Liwei Zhuang ^* Junnan Li Yu Zhang Shibo Ji Huichun Xing

• Beijing Ditan Hospital, Capital Medical University, Beijing, China

Introduction: Direct antiviral agents (DAAs) have dramatically changed the landscape of liver diseases associated with chronic hepatitis C virus (HCV) infection. However, limited data are available on the antiviral effect of sofosbuvir (SOF) + velpatasvir (VEL) ± ribavirin (RBV), SOF + VEL + voxilaprevir (VOX) and glecaprevir (GLE) + pibrentasvir (PIB) in treating patients infected with HCV GT3 in a real-world setting. Methods: Using EMBASE, PubMed, and Cochrane Library databases, articles were screened from January 1, 2016, to June 1, 2024. The sustained virologic response (SVR) rates were analyzed using R4.1.0 software by the Freeman-Tukey double arcsine transformation in a random-effects model.We recruited 3177 patients with HCV GT3 in 19 studies from 9 countries.

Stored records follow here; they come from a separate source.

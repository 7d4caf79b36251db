// ABOUTME: Environment-based configuration loading for form analysis settings
// ABOUTME: Applies FORM_* variable overrides on top of defaults and validates the result
//
// SPDX-License-Identifier: MIT OR Apache-2.0
// Copyright (c) 2025 Pierre Fitness Intelligence

//! Environment configuration
//!
//! | Variable | Field |
//! |---|---|
//! | `FORM_VISIBILITY_THRESHOLD` | `settings.visibility_threshold` |
//! | `FORM_SMOOTHING_WINDOW` | `settings.smoothing_window` |
//! | `FORM_FEEDBACK_WINDOW` | `settings.feedback.window_size` |
//! | `FORM_FEEDBACK_MAX_ITEMS` | `settings.feedback.max_items` |
//! | `FORM_FEEDBACK_MIN_FRAME_GAP` | `settings.feedback.min_frame_gap` |
//! | `FORM_THRESHOLDS` | partial `ExerciseThresholds` JSON document |
//!
//! Unset variables keep their defaults.

use std::env;
use std::str::FromStr;

use pierre_form_intelligence::config::{ConfigError, ExerciseThresholds, FormConfig};
use tracing::debug;

/// Visibility cutoff override
pub const VISIBILITY_THRESHOLD_VAR: &str = "FORM_VISIBILITY_THRESHOLD";
/// Smoothing window override
pub const SMOOTHING_WINDOW_VAR: &str = "FORM_SMOOTHING_WINDOW";
/// Feedback sliding window override
pub const FEEDBACK_WINDOW_VAR: &str = "FORM_FEEDBACK_WINDOW";
/// Messages per delivery override
pub const FEEDBACK_MAX_ITEMS_VAR: &str = "FORM_FEEDBACK_MAX_ITEMS";
/// Frames between deliveries override
pub const FEEDBACK_MIN_FRAME_GAP_VAR: &str = "FORM_FEEDBACK_MIN_FRAME_GAP";
/// Inline JSON threshold overrides
pub const THRESHOLDS_VAR: &str = "FORM_THRESHOLDS";

/// Load and validate the form configuration from the environment
///
/// # Errors
///
/// Returns an error if a variable fails to parse or the resulting
/// configuration is invalid
pub fn load_from_env() -> Result<FormConfig, ConfigError> {
    let config = apply_env_overrides(FormConfig::default())?;
    config.validate()?;
    debug!(
        visibility_threshold = config.settings.visibility_threshold,
        smoothing_window = config.settings.smoothing_window,
        "Form configuration loaded from environment"
    );
    Ok(config)
}

/// Helper function to parse and apply an environment variable override
fn apply_env_var<T: FromStr>(env_var_name: &str, target: &mut T) -> Result<(), ConfigError> {
    if let Ok(val) = env::var(env_var_name) {
        *target = val
            .trim()
            .parse()
            .map_err(|_| ConfigError::Parse(format!("Invalid {env_var_name}")))?;
    }
    Ok(())
}

fn apply_env_overrides(mut config: FormConfig) -> Result<FormConfig, ConfigError> {
    let settings = &mut config.settings;
    apply_env_var(VISIBILITY_THRESHOLD_VAR, &mut settings.visibility_threshold)?;
    apply_env_var(SMOOTHING_WINDOW_VAR, &mut settings.smoothing_window)?;
    apply_env_var(FEEDBACK_WINDOW_VAR, &mut settings.feedback.window_size)?;
    apply_env_var(FEEDBACK_MAX_ITEMS_VAR, &mut settings.feedback.max_items)?;
    apply_env_var(FEEDBACK_MIN_FRAME_GAP_VAR, &mut settings.feedback.min_frame_gap)?;

    if let Ok(document) = env::var(THRESHOLDS_VAR) {
        config.thresholds = serde_json::from_str::<ExerciseThresholds>(&document)
            .map_err(|e| ConfigError::Parse(format!("Invalid {THRESHOLDS_VAR}: {e}")))?;
    }
    Ok(config)
}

The pooled SVR12/24 rate of the three evaluated regimens was 94.00% (95% CI: 90.87-96.59%). Also, the SVR rates were 83.81% (95% CI: 75.70-2 90.62%) in patients receiving SOF+VEL+VOX; 94.98% (95% CI: 92.02-97.33%) in patients receiving SOF+VEL±RBV; and 96.96% (95% CI: 93.20-99.45%) in patients receiving GLE+PIB. The pooled SVR12/24 rates of the three regimens were 95.70% (95% CI: 91.74-98.58%) and 90.50% (95% CI: 83.50-95.90%) in non-cirrhotic and cirrhotic patients, respectively. The pooled SVR rates were 96.79% (95% CI: 93.37-99.13%) and 88.41% (95% CI: 82.67-93.22%) in treatment-naive and treatment-experienced patients, respectively. Conclusion: SOF+VEL±RBV, GLE+PIB, and SOF+VEL+VOX had good antiviral effectiveness for chronic HCV-GT3 infection in real-world settings.Factors such as cirrhosis and treatment experience, especially previous DAA treatment failure, may influence the SVR rate.